If there’s another star of the film, it is the dialogue itself. The subject matter of this story is difficult, and the characters are unkind to each other, but the film’s heart emerges in its spoken lines. There we find the comedy, wit, and love that lives alongside the film’s often ugly plot action. Here are some of my favorite lines:

Eleanor: Love, in a world where carpenters get resurrected, anything is possible.

Richard: [the sons, in the dungeon as Henry approaches] He’s here. He’ll get no satisfaction out of me. He isn’t going to see me beg.
Geoffrey: My you chivalric fool… as if the way one fell down mattered.
Richard: When the fall is all there is, it matters.

Eleanor: I adored you. I still do.
Henry II: Of all the lies you’ve told, that is the most terrible.
Eleanor: I know. That’s why I’ve saved it up until now.

Eleanor: What family doesn’t have its ups and downs?

Geoffrey: I know. You know I know. I know you know I know. We know Henry knows, and Henry knows we know it. We’re a knowledgeable family.

Eleanor: Henry?
Henry II: Hmmm?
Eleanor: I have a confession.
Henry II: Yes?
Eleanor: I don’t much like our children!

Eleanor: Henry’s bed is Henry’s province. He can people it with sheep for all I care, which on occasion he has done.
Henry II: Rosamund’s been dead for seven years…
Eleanor: …two months and eighteen days. I never liked her much.
Henry II: You count the days?
Eleanor: I made the numbers up.

Eleanor: Her eyes in certain light were violet, and all her teeth were even. That’s a rare, fair feature: even teeth. She smiled to excess, but she chewed with real distinction.

Henry II: We’re in the cellar and you’re going back to prison and my life is wasted and we’ve lost each other… and you’re smiling.
Eleanor: It’s the way I register despair. There’s everything in life but hope.
Henry II: We’re both alive… and for all I know that’s what hope is.

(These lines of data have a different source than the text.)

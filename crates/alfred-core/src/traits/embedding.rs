// SPDX-FileCopyrightText: 2026 Alfred Contributors
// SPDX-License-Identifier: MIT OR Apache-2.0

//! Embedding adapter trait for vector embedding generation.

use async_trait::async_trait;

use crate::error::AlfredError;
use crate::traits::adapter::PluginAdapter;

/// Adapter turning text into fixed-length vectors.
///
/// Implementations are swappable and ordered by an embedding chain; nothing
/// outside the adapter knows which backend it talks to. Returned vectors do
/// not need to be normalized: the chain normalizes every output.
#[async_trait]
pub trait EmbeddingAdapter: PluginAdapter {
    /// Fixed length of every vector this adapter produces.
    fn dimensions(&self) -> usize;

    /// Cheap liveness probe. Must not perform an embedding.
    async fn is_available(&self) -> bool;

    /// Embeds a single text.
    async fn embed(&self, text: &str) -> Result<Vec<f32>, AlfredError>;

    /// Embeds a batch of texts, one vector per input in input order.
    ///
    /// Default implementation calls `embed` for each text sequentially.
    /// Backends with a native batch API should override this.
    async fn embed_batch(&self, texts: &[String]) -> Result<Vec<Vec<f32>>, AlfredError> {
        let mut vectors = Vec::with_capacity(texts.len());
        for text in texts {
            vectors.push(self.embed(text).await?);
        }
        Ok(vectors)
    }
}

That last bit of dialogue is the heart of the film. I enjoy the movie, a lot, but I readily admit it is odd. Perhaps the most odd moment in the film is its ending, which follows shortly after Henry’s musing on what hope is. As Eleanor waves to Henry from her ship, on her way back to prison, Henry waves too and comments that he hopes they both live forever. He then laughs manically. In addition to being strange, the scene is a comment on the lives of the characters, and I think it is also a comment on humanity more generally. Eleanor returning to her prison is nothing short of desperate and tragic. She is crushed to return there and Henry is deeply pained to send her. Yet she and Henry deal with this tragedy by pretending in that moment that their parting is a brief pause in a fun game that they will soon resume, and then play forever. Henry’s maniacal laughter causes us to question whether he is sane in this hope to which he clings, but as the alternative is death, insanity comes across as the more noble choice.

By providing this odd ending, the film refuses to give us newly grown and changed characters. The story is one concerning damaged people and they part just as damaged as when we met them. That damage is the point. The message of the film is that people are terrible, legacies are fleeting, but also that there is something to be loved or admired even in the worst people. Henry, Eleanor, and we in the audience can find solace and hope in the idea that they will have more encounters in the future. Perhaps one of those will end in a better way. The audience can decide on their own whether that is a sufficiently sane basis for hope. As a comment on human behavior, in the face of turmoil, there is something quite authentic in that. Authenticity notwithstanding, you might prefer that they could go to therapy instead.

If you enjoy movies with terrific acting, well-written scripts, and messaging that leaves you in thought, then I recommend you give The Lion in Winter a viewing.